Instituto Nacional de Cancerología, Mexico City, Mexico.
Respir Res. 2019 Jun 24;20(1):130. doi: 10.1186/s12931-019-1100-4.
Idiopathic pulmonary fibrosis (IPF) is an age-related, progressive and lethal disease, whose pathogenesis is associated with fibroblasts/myofibroblasts foci that produce excessive extracellular matrix accumulation in lung parenchyma. Hypoxia has been described as a determinant factor in its development and progression. However, the role of distinct members of this pathway is not completely described.
By western blot, quantitative PCR, Immunohistochemistry and Immunocitochemistry were evaluated, the expression HIF alpha subunit isoforms 1, 2 & 3 as well, as their role in myofibroblast differentiation in lung tissue and fibroblast cell lines derived from IPF patients.
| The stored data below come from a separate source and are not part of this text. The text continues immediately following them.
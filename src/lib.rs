//! liveplot-core crate root: re-exports and module wiring.
//!
//! Data layer for live time-series plots: bounded, time-sorted sample
//! buffers and the windows that decide which part of them is visible.
//!
//! - `data`: sample buffers, buffer variants, boundary intersection, windows
//! - `model`: dispatch of data-source records into a buffer
//! - `sink`: data types and channels to feed records from other threads
//! - `sweep`: per-frame curve composition for scrolling and wrapping windows
//! - `config`: serde configuration for buffers and windows
//! - `plot`: egui_plot items (feature `egui`)

pub mod config;
pub mod data;
pub mod error;
pub mod model;
pub mod sink;
pub mod sweep;

#[cfg(feature = "egui")]
pub mod plot;

// Public re-exports for a compact external API
pub use config::{BufferConfig, LiveConfig, WindowConfig, WindowStyle};
pub use data::bars::{Bar, BarBuffer, BarSlice, InjectionBar, InjectionBarBuffer, InjectionBarSlice};
pub use data::buffer::{BufferVariant, CapacityWarning, SortedSampleBuffer, DEFAULT_CAPACITY};
pub use data::curve::{CurveBuffer, CurveSlice};
pub use data::intersection::{intersect, linear_interpolate, search_sorted, Point, Side};
pub use data::items::{CurveData, ItemData, PointData, Validate};
pub use data::markers::{MarkerSlice, TimestampMarker, TimestampMarkerBuffer};
pub use data::sample::{Cell, Column, ColumnKind, Columns, Sample};
pub use data::window::{ScrollingWindow, TimeWindow, WindowModel, WrappingWindow};
pub use error::{BufferError, Result};
pub use model::{LiveDataModel, ModelKind};
pub use sink::{channel_items, UpdateSink};
pub use sweep::{Frame, ScrollingFrame, SweepFrame};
Hypoxia signaling pathway was found very active in lungs and fibroblasts from IPF patients, as demonstrated by the abundance of alpha subunits 1 and 2, which further correlated with the increased expression of myofibroblast marker αSMA. In contrast, HIF-3α showed reduced expression associated with its promoter hypermethylation.
This study lends further support to the involvement of hypoxia in the pathogenesis of IPF, and poses HIF-3α expression as a potential negative regulator of these phenomena.
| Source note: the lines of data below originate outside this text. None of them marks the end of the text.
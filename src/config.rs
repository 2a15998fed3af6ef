//! Configuration for buffers and visible windows.
//!
//! All types derive serde traits with defaults for every field, so a
//! partial JSON document (or an empty object) is a valid configuration.

use serde::{Deserialize, Serialize};

use crate::data::buffer::{resolve_capacity, DEFAULT_CAPACITY};
use crate::data::window::{
    checked_size, ScrollingWindow, WindowModel, WrappingWindow, DEFAULT_WINDOW_SIZE,
};
use crate::error::{BufferError, Result};
use crate::model::{LiveDataModel, ModelKind};

// ─────────────────────────────────────────────────────────────────────────────
// Buffers
// ─────────────────────────────────────────────────────────────────────────────

#[derive(Debug, Clone, Copy, PartialEq, Eq, Serialize, Deserialize)]
#[serde(default)]
pub struct BufferConfig {
    /// Rows per buffer. Values below the minimum fall back to the default.
    pub capacity: usize,
}

impl Default for BufferConfig {
    fn default() -> Self {
        Self {
            capacity: DEFAULT_CAPACITY,
        }
    }
}

impl BufferConfig {
    /// Effective capacity after correcting unusable values.
    pub fn capacity(&self) -> usize {
        resolve_capacity(self.capacity).0
    }

    pub fn build(&self, kind: ModelKind) -> LiveDataModel {
        LiveDataModel::new(kind, self.capacity)
    }
}

// ─────────────────────────────────────────────────────────────────────────────
// Windows
// ─────────────────────────────────────────────────────────────────────────────

#[derive(Debug, Clone, Copy, PartialEq, Eq, Default, Serialize, Deserialize)]
#[serde(rename_all = "snake_case")]
pub enum WindowStyle {
    #[default]
    Scrolling,
    #[serde(alias = "sliding_pointer")]
    Wrapping,
}

#[derive(Debug, Clone, Copy, PartialEq, Serialize, Deserialize)]
#[serde(default)]
pub struct WindowConfig {
    pub style: WindowStyle,
    /// Window length in primary units.
    pub size: f64,
    /// Shift of a scrolling window's right edge relative to the newest
    /// timestamp. Ignored by wrapping windows.
    pub x_range_offset: f64,
}

impl Default for WindowConfig {
    fn default() -> Self {
        Self {
            style: WindowStyle::Scrolling,
            size: DEFAULT_WINDOW_SIZE,
            x_range_offset: 0.0,
        }
    }
}

impl WindowConfig {
    /// Effective window length after correcting unusable values.
    pub fn size(&self) -> f64 {
        checked_size(self.size)
    }

    pub fn build(&self) -> WindowModel {
        match self.style {
            WindowStyle::Scrolling => {
                ScrollingWindow::with_offset(self.size, self.x_range_offset).into()
            }
            WindowStyle::Wrapping => WrappingWindow::new(self.size).into(),
        }
    }
}

// ─────────────────────────────────────────────────────────────────────────────
// Combined
// ─────────────────────────────────────────────────────────────────────────────

#[derive(Debug, Clone, Copy, PartialEq, Default, Serialize, Deserialize)]
#[serde(default)]
pub struct LiveConfig {
    pub buffer: BufferConfig,
    pub window: WindowConfig,
}

impl LiveConfig {
    pub fn from_json(json: &str) -> Result<Self> {
        let config: Self = serde_json::from_str(json)?;
        config.validate()?;
        Ok(config)
    }

    pub fn to_json(&self) -> Result<String> {
        Ok(serde_json::to_string_pretty(self)?)
    }

    /// Reject values that cannot be corrected.
    pub fn validate(&self) -> Result<()> {
        if !self.window.x_range_offset.is_finite() {
            return Err(BufferError::Config(format!(
                "x_range_offset must be finite, got {}",
                self.window.x_range_offset
            )));
        }
        Ok(())
    }
}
特发性肺纤维化(IPF)是一种与年龄相关的、进行性的、致命性疾病,其发病机制与产生过多细胞外基质积聚在肺实质中的成纤维细胞/肌成纤维细胞灶有关。缺氧已被描述为其发展和进展的决定因素。然而,该途径的不同成员的作用尚未完全描述。
通过 Western blot、定量 PCR、免疫组化和免疫细胞化学评估了 HIF alpha 亚基 1、2 和 3 异构体的表达及其在肺组织中和源自 IPF 患者的成纤维细胞系中的肌成纤维细胞分化中的作用。
缺氧信号通路在肺组织和 IPF 患者的成纤维细胞中非常活跃,这表现在 alpha 亚基 1 和 2 的丰度增加,这进一步与肌成纤维细胞标志物 αSMA 的表达增加相关。相比之下,HIF-3α的表达降低与其启动子高甲基化有关。
这项研究进一步支持缺氧在特发性肺纤维化发病机制中的作用,并提出 HIF-3α 的表达可能是这些现象的潜在负调节剂。